Wellenreiter’s coaching experience was vast.

He served in the Frontier League, when he was the pitching coach for the Cook Country Cheetahs (now the Windy City Thunderbolts) from the fall of 1999 to the spring of 2001.

Wellenreiter claimed he was “probably the only man in America who coached a junior high baseball team in the morning, and a professional team by night.”

But his coaching experience even went beyond the baseball field.

He spent three years as an assistant basketball coach for Olivet Nazarene University, working under coach Ralph Hodge, who was inducted into the Illinois Basketball Coaches Association (IBCA) Hall of Fame. The team went to the National Tournament in Kansas City twice.

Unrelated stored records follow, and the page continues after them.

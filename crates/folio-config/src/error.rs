//! Error types for configuration and input loading

use std::path::PathBuf;

use thiserror::Error;

/// Errors raised while loading settings, guidelines or project data
#[derive(Error, Debug)]
pub enum ConfigError {
    /// A file could not be read
    #[error("Cannot read {path}: {source}")]
    Io {
        path: PathBuf,
        #[source]
        source: std::io::Error,
    },

    /// Malformed settings or guideline file
    #[error("TOML error: {0}")]
    Toml(#[from] toml::de::Error),

    /// Malformed project data file
    #[error("YAML error: {0}")]
    Yaml(#[from] serde_yaml::Error),

    /// Project data is not a key-value map
    #[error("Project data must be a mapping of keys to values")]
    NotAMapping,

    /// Required project keys are absent or empty
    #[error("Missing required keys: {}", .0.join(", "))]
    MissingKeys(Vec<String>),

    /// A key expected to hold a list holds something else
    #[error("Key '{key}' should be a list (e.g. using '- item'), found {found}")]
    NotAList { key: String, found: String },

    /// A value has the right shape but an unusable content
    #[error("Invalid value for '{key}': {message}")]
    InvalidValue { key: String, message: String },
}

/// Result type for configuration operations
pub type Result<T> = std::result::Result<T, ConfigError>;
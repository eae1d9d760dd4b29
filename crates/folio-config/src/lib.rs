//! folio-config - rules, settings and project data
//!
//! Three inputs shape a folio build:
//!
//! - [`Guidelines`]: formatting and structure rules per document type
//! - [`Settings`]: runtime settings from `folio.toml`
//! - [`ProjectData`]: the project description, read from YAML

pub mod error;
pub mod guidelines;
pub mod project;
pub mod settings;

pub use error::{ConfigError, Result};
pub use guidelines::{
    Alignment, BackMatterItem, CommonRules, DocRules, Guidelines, Margins, PageLimits, StyleRule,
    TitleItem, CAPTION_STYLE, LIST_ENTRY_STYLE, LIST_HEADING_STYLE, PAGE_NUMBER_STYLE,
};
pub use project::{FigureHint, ProjectData, TableHint};
pub use settings::{GeneratorSettings, PathSettings, Settings, SETTINGS_FILE};
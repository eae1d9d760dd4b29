//! Project data input
//!
//! The student's project description, read from a YAML file. Validation runs
//! on the raw mapping first so that every missing key is reported at once,
//! then the mapping is deserialized into [`ProjectData`].

use std::collections::BTreeMap;
use std::path::{Path, PathBuf};

use folio_core::CaptionKind;
use serde::{Deserialize, Deserializer};
use serde_yaml::Value;

use crate::error::{ConfigError, Result};

/// Keys that must be present and non-empty
pub const REQUIRED_KEYS: [&str; 8] = [
    "student_name",
    "roll_number",
    "project_title",
    "supervisor_name",
    "department",
    "college",
    "submission_month_year",
    "course_code",
];

/// Keys that must hold a sequence when present
pub const LIST_KEYS: [&str; 4] = [
    "objectives",
    "conclusions_future_scope",
    "introduction_points",
    "literature_review_ideas",
];

/// A figure to place in a body chapter
#[derive(Debug, Clone, PartialEq, Deserialize)]
pub struct FigureHint {
    /// Chapter or section name the figure belongs to
    pub chapter: String,
    pub caption: String,
    pub path: PathBuf,
}

/// A table to place in a body chapter
#[derive(Debug, Clone, PartialEq, Deserialize)]
pub struct TableHint {
    pub chapter: String,
    pub caption: String,
    #[serde(deserialize_with = "scalar_rows")]
    pub rows: Vec<Vec<String>>,
    /// Whether the first row is a header row
    #[serde(default = "default_header")]
    pub header: bool,
}

fn default_header() -> bool {
    true
}

/// Validated project data
#[derive(Debug, Clone, PartialEq, Deserialize)]
pub struct ProjectData {
    #[serde(deserialize_with = "scalar")]
    pub student_name: String,
    #[serde(deserialize_with = "scalar")]
    pub roll_number: String,
    #[serde(deserialize_with = "scalar")]
    pub project_title: String,
    #[serde(deserialize_with = "scalar")]
    pub supervisor_name: String,
    #[serde(deserialize_with = "scalar")]
    pub department: String,
    #[serde(deserialize_with = "scalar")]
    pub college: String,
    #[serde(deserialize_with = "scalar")]
    pub submission_month_year: String,
    #[serde(deserialize_with = "scalar")]
    pub course_code: String,

    #[serde(default, deserialize_with = "optional_scalar")]
    pub supervisor_designation: Option<String>,
    #[serde(default, deserialize_with = "optional_scalar")]
    pub project_summary: Option<String>,
    #[serde(default, deserialize_with = "optional_scalar")]
    pub methodology_tools: Option<String>,
    #[serde(default, deserialize_with = "optional_scalar")]
    pub results_summary: Option<String>,
    #[serde(default)]
    pub logo_image_path: Option<PathBuf>,

    #[serde(default, deserialize_with = "scalar_list")]
    pub objectives: Vec<String>,
    #[serde(default, deserialize_with = "scalar_list")]
    pub conclusions_future_scope: Vec<String>,
    #[serde(default, deserialize_with = "scalar_list")]
    pub introduction_points: Vec<String>,
    #[serde(default, deserialize_with = "scalar_list")]
    pub literature_review_ideas: Vec<String>,

    #[serde(default)]
    pub figures: Vec<FigureHint>,
    #[serde(default)]
    pub tables: Vec<TableHint>,

    /// Any other keys, available to title-page layouts by name
    #[serde(flatten)]
    pub extra: BTreeMap<String, Value>,

    /// Directory relative paths are resolved against
    #[serde(skip)]
    base_dir: Option<PathBuf>,
}

impl ProjectData {
    /// Parse and validate project data from YAML text
    pub fn from_yaml_str(yaml: &str) -> Result<Self> {
        let value: Value = serde_yaml::from_str(yaml)?;
        validate(&value)?;
        Ok(serde_yaml::from_value(value)?)
    }

    /// Load project data from a file; relative paths inside it resolve
    /// against the file's directory
    pub fn load(path: &Path) -> Result<Self> {
        let content = std::fs::read_to_string(path).map_err(|source| ConfigError::Io {
            path: path.to_path_buf(),
            source,
        })?;
        let mut data = Self::from_yaml_str(&content)?;
        data.base_dir = path.parent().map(Path::to_path_buf);
        tracing::info!(
            path = %path.display(),
            title = %data.project_title,
            roll_number = %data.roll_number,
            "loaded project data"
        );
        Ok(data)
    }

    /// Scalar value of a key as text, `None` when absent or empty
    pub fn get(&self, key: &str) -> Option<String> {
        let value = match key {
            "student_name" => Some(self.student_name.clone()),
            "roll_number" => Some(self.roll_number.clone()),
            "project_title" => Some(self.project_title.clone()),
            "supervisor_name" => Some(self.supervisor_name.clone()),
            "department" => Some(self.department.clone()),
            "college" => Some(self.college.clone()),
            "submission_month_year" => Some(self.submission_month_year.clone()),
            "course_code" => Some(self.course_code.clone()),
            "supervisor_designation" => self.supervisor_designation.clone(),
            "project_summary" => self.project_summary.clone(),
            "methodology_tools" => self.methodology_tools.clone(),
            "results_summary" => self.results_summary.clone(),
            "logo_image_path" => self
                .logo_image_path
                .as_ref()
                .map(|p| p.display().to_string()),
            other => self.extra.get(other).and_then(scalar_text),
        };
        value.filter(|v| !v.trim().is_empty())
    }

    /// Resolve a path from the project file against its directory
    pub fn resolve_path(&self, path: &Path) -> PathBuf {
        match &self.base_dir {
            Some(base) if path.is_relative() => base.join(path),
            _ => path.to_path_buf(),
        }
    }

    /// Figure hints for a chapter, matched by name ignoring case
    pub fn figures_for<'a>(&'a self, chapter: &'a str) -> impl Iterator<Item = &'a FigureHint> {
        self.figures
            .iter()
            .filter(move |hint| same_chapter(&hint.chapter, chapter))
    }

    /// Table hints for a chapter, matched by name ignoring case
    pub fn tables_for<'a>(&'a self, chapter: &'a str) -> impl Iterator<Item = &'a TableHint> {
        self.tables
            .iter()
            .filter(move |hint| same_chapter(&hint.chapter, chapter))
    }

    /// Hints whose chapter is none of `chapters`, as `(kind, chapter, caption)`
    pub fn unplaced_hints(&self, chapters: &[&str]) -> Vec<(CaptionKind, &str, &str)> {
        let unplaced = |chapter: &str| !chapters.iter().any(|c| same_chapter(chapter, c));
        let figures = self
            .figures
            .iter()
            .filter(|hint| unplaced(&hint.chapter))
            .map(|hint| (CaptionKind::Figure, hint.chapter.as_str(), hint.caption.as_str()));
        let tables = self
            .tables
            .iter()
            .filter(|hint| unplaced(&hint.chapter))
            .map(|hint| (CaptionKind::Table, hint.chapter.as_str(), hint.caption.as_str()));
        figures.chain(tables).collect()
    }
}

fn same_chapter(hint: &str, chapter: &str) -> bool {
    hint.trim().eq_ignore_ascii_case(chapter.trim())
}

fn validate(value: &Value) -> Result<()> {
    let mapping = value.as_mapping().ok_or(ConfigError::NotAMapping)?;

    let missing: Vec<String> = REQUIRED_KEYS
        .iter()
        .filter(|key| mapping.get(**key).map_or(true, is_empty_value))
        .map(|key| key.to_string())
        .collect();
    if !missing.is_empty() {
        return Err(ConfigError::MissingKeys(missing));
    }

    for key in LIST_KEYS {
        match mapping.get(key) {
            None | Some(Value::Null) | Some(Value::Sequence(_)) => {}
            Some(other) => {
                return Err(ConfigError::NotAList {
                    key: key.to_string(),
                    found: type_name(other).to_string(),
                })
            }
        }
    }

    Ok(())
}

fn is_empty_value(value: &Value) -> bool {
    match value {
        Value::Null => true,
        Value::String(s) => s.trim().is_empty(),
        Value::Sequence(items) => items.is_empty(),
        Value::Mapping(map) => map.is_empty(),
        _ => false,
    }
}

fn type_name(value: &Value) -> &'static str {
    match value {
        Value::Null => "null",
        Value::Bool(_) => "a boolean",
        Value::Number(_) => "a number",
        Value::String(_) => "a string",
        Value::Sequence(_) => "a list",
        Value::Mapping(_) => "a mapping",
        Value::Tagged(_) => "a tagged value",
    }
}

/// Text of a scalar; numbers and booleans are written out
fn scalar_text(value: &Value) -> Option<String> {
    match value {
        Value::String(s) => Some(s.clone()),
        Value::Number(n) => Some(n.to_string()),
        Value::Bool(b) => Some(b.to_string()),
        _ => None,
    }
}

fn scalar<'de, D>(deserializer: D) -> std::result::Result<String, D::Error>
where
    D: Deserializer<'de>,
{
    let value = Value::deserialize(deserializer)?;
    scalar_text(&value)
        .map(|s| s.trim().to_string())
        .ok_or_else(|| serde::de::Error::custom(format!("expected text, found {}", type_name(&value))))
}

fn optional_scalar<'de, D>(deserializer: D) -> std::result::Result<Option<String>, D::Error>
where
    D: Deserializer<'de>,
{
    let value = Value::deserialize(deserializer)?;
    match value {
        Value::Null => Ok(None),
        other => scalar_text(&other)
            .map(|s| Some(s.trim().to_string()))
            .ok_or_else(|| {
                serde::de::Error::custom(format!("expected text, found {}", type_name(&other)))
            }),
    }
}

fn scalar_list<'de, D>(deserializer: D) -> std::result::Result<Vec<String>, D::Error>
where
    D: Deserializer<'de>,
{
    let value = Value::deserialize(deserializer)?;
    match value {
        Value::Null => Ok(Vec::new()),
        Value::Sequence(items) => Ok(items.iter().filter_map(scalar_text).collect()),
        other => Err(serde::de::Error::custom(format!(
            "expected a list, found {}",
            type_name(&other)
        ))),
    }
}

fn scalar_rows<'de, D>(deserializer: D) -> std::result::Result<Vec<Vec<String>>, D::Error>
where
    D: Deserializer<'de>,
{
    let rows: Vec<Vec<Value>> = Vec::deserialize(deserializer)?;
    Ok(rows
        .iter()
        .map(|row| {
            row.iter()
                .map(|cell| scalar_text(cell).unwrap_or_default())
                .collect()
        })
        .collect())
}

Wellenreiter gave his former head coach credit, saying, “I thought I knew how to coach defense until I coached with him. He broke everything step by step. Literally.”

A lifelong fan of the St. Louis Cardinals, Wellenreiter told a story about future Hall of Famer Albert Pujols’s commitment to the game.

Wellenreiter went to a game late in the season that did not mean anything because the Cardinals had already clinched a playoff spot. Still, he showed up early for batting practice to observe the players pregame routine.

Pujols was sitting in the first group with some Triple A guys, and they ran out of baseballs.

Pujols was the only person out retrieving the baseballs, while the rookies sat and watched him.

“The best player in baseball is doing the most mundane task in baseball,” Wellenreiter said.

The game went into extra innings, and Pujols played all 11 innings. That is the kind of attitude that Wellenreiter said he looked to build in his players.

“Doug taught me that having the I.Q. and talent does not mean you’re a good player,” said Brighton Schofield, senior outfielder. “The hustle and effort is what can majorly affect how a play will be remembered.”

Peyton Smith, a sophomore pitcher on the baseball team, notes the camaraderie that Wellenreiter encouraged.

“Coach Doug taught me that baseball is more than the numbers on a stat sheet,” he said. “It’s more about the connection and brotherhood you build along the way.”

Wellenreiter aimed to teach his athletes both skills for a lifetime and an appreciation for the game of baseball.

“Kids walk in young and unsure as first-years, and they walk out changed by their four years, and can stand on their own two feet, and go out and get jobs and be successful,” he said.

“In high school success was sending your kids off to college,” he said. “At the collegiate level it’s seeing them walk out the door with their degree and education and be contributing members of society.”